> Exercise instructions: Filter these entries down to lines holding "usize".

> Given information:
=== Section Start ===

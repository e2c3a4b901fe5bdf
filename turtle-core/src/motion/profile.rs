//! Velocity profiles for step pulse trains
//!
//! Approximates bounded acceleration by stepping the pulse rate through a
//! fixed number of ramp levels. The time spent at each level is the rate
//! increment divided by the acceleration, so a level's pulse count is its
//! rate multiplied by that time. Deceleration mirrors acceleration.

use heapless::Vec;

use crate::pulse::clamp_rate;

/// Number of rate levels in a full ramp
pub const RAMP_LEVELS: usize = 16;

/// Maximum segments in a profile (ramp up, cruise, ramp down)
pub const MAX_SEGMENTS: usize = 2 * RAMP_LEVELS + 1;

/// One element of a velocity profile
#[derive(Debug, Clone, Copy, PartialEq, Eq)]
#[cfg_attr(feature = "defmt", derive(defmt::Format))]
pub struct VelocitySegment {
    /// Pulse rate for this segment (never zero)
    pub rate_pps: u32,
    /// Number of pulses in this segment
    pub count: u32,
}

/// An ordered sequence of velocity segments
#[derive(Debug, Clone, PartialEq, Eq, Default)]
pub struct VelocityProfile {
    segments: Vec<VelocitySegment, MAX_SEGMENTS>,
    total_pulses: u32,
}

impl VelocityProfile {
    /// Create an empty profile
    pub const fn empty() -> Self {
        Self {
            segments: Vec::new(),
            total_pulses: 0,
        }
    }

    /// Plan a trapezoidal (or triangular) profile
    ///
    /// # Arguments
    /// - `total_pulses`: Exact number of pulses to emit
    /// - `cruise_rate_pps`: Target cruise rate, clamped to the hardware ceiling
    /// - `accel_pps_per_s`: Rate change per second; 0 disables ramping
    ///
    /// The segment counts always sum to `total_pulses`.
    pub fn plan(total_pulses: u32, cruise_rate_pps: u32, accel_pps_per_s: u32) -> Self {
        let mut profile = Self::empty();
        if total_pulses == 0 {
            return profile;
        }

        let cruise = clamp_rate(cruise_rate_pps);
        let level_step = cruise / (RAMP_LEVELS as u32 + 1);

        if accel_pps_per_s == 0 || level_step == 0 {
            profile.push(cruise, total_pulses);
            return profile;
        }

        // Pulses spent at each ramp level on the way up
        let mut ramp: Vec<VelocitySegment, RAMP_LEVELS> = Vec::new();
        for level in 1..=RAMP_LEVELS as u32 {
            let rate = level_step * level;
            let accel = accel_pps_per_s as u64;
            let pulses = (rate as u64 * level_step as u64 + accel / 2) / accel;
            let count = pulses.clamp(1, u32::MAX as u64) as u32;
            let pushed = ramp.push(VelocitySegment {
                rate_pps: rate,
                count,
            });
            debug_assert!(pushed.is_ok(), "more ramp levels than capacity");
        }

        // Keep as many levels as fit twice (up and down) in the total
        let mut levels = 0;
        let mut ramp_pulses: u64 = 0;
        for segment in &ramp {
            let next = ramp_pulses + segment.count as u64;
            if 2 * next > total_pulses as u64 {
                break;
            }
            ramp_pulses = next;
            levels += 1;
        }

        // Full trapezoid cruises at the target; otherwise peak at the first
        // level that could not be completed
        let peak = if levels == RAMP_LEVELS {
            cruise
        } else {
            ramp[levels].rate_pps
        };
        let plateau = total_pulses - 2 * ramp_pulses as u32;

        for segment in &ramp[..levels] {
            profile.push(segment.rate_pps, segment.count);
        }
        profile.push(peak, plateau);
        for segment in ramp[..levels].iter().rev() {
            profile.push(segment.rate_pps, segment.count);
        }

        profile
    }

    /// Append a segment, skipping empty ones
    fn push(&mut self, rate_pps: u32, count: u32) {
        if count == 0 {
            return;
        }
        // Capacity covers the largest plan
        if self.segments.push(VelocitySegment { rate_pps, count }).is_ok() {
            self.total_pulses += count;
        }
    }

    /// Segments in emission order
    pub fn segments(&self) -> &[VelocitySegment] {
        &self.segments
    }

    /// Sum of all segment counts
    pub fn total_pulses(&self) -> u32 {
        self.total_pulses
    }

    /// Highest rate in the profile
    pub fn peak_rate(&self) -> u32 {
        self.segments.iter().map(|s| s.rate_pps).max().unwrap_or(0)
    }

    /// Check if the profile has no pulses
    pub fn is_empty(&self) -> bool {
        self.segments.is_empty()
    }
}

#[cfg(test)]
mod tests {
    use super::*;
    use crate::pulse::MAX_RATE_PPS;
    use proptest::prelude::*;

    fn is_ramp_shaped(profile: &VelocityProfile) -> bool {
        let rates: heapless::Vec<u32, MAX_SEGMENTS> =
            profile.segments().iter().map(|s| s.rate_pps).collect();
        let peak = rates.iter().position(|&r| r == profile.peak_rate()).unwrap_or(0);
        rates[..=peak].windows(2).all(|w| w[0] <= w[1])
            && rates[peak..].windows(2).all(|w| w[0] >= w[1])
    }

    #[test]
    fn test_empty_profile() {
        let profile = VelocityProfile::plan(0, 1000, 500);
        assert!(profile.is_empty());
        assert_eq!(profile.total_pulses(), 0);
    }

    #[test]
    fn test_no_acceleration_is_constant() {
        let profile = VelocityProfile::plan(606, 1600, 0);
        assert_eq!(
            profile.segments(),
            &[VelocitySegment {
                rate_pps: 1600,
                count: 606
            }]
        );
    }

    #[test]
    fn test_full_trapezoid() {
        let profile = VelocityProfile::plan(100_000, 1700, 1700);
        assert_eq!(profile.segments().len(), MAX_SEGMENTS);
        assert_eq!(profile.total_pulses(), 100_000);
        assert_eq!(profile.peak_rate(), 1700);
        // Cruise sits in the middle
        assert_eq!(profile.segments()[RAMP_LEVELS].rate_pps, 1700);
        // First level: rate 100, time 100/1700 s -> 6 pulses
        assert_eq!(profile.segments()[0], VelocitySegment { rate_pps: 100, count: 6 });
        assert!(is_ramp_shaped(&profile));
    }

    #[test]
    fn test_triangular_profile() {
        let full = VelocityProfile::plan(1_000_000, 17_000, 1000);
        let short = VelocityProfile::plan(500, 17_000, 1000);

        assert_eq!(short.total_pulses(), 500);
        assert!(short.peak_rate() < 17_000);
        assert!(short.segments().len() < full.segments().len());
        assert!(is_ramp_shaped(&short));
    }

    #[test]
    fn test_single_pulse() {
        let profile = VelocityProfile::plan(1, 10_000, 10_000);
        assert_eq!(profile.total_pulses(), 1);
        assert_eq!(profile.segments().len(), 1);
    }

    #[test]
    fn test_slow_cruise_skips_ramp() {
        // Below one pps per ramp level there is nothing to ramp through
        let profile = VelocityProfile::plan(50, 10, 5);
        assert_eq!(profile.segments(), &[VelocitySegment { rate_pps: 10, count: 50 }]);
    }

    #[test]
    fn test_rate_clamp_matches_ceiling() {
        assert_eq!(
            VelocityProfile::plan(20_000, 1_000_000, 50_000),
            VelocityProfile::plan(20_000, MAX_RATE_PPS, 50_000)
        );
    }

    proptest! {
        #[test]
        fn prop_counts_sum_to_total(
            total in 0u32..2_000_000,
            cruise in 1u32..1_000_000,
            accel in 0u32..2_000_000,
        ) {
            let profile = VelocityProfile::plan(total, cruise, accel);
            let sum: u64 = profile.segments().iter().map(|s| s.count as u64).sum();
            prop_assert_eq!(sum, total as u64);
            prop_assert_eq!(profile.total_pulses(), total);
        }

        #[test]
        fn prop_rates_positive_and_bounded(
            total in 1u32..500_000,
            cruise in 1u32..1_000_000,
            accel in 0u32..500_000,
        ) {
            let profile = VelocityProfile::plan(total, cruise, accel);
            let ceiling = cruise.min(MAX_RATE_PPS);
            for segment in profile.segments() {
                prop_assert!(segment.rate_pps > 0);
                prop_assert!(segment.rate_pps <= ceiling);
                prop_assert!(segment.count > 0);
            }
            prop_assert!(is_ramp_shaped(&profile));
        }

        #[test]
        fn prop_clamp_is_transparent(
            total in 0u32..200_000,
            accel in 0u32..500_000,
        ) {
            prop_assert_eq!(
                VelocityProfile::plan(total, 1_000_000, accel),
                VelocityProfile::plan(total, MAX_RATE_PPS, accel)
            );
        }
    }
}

=== Section End ===

> Problem solution:
pub const RAMP_LEVELS: usize = 16;
pub const MAX_SEGMENTS: usize = 2 * RAMP_LEVELS + 1;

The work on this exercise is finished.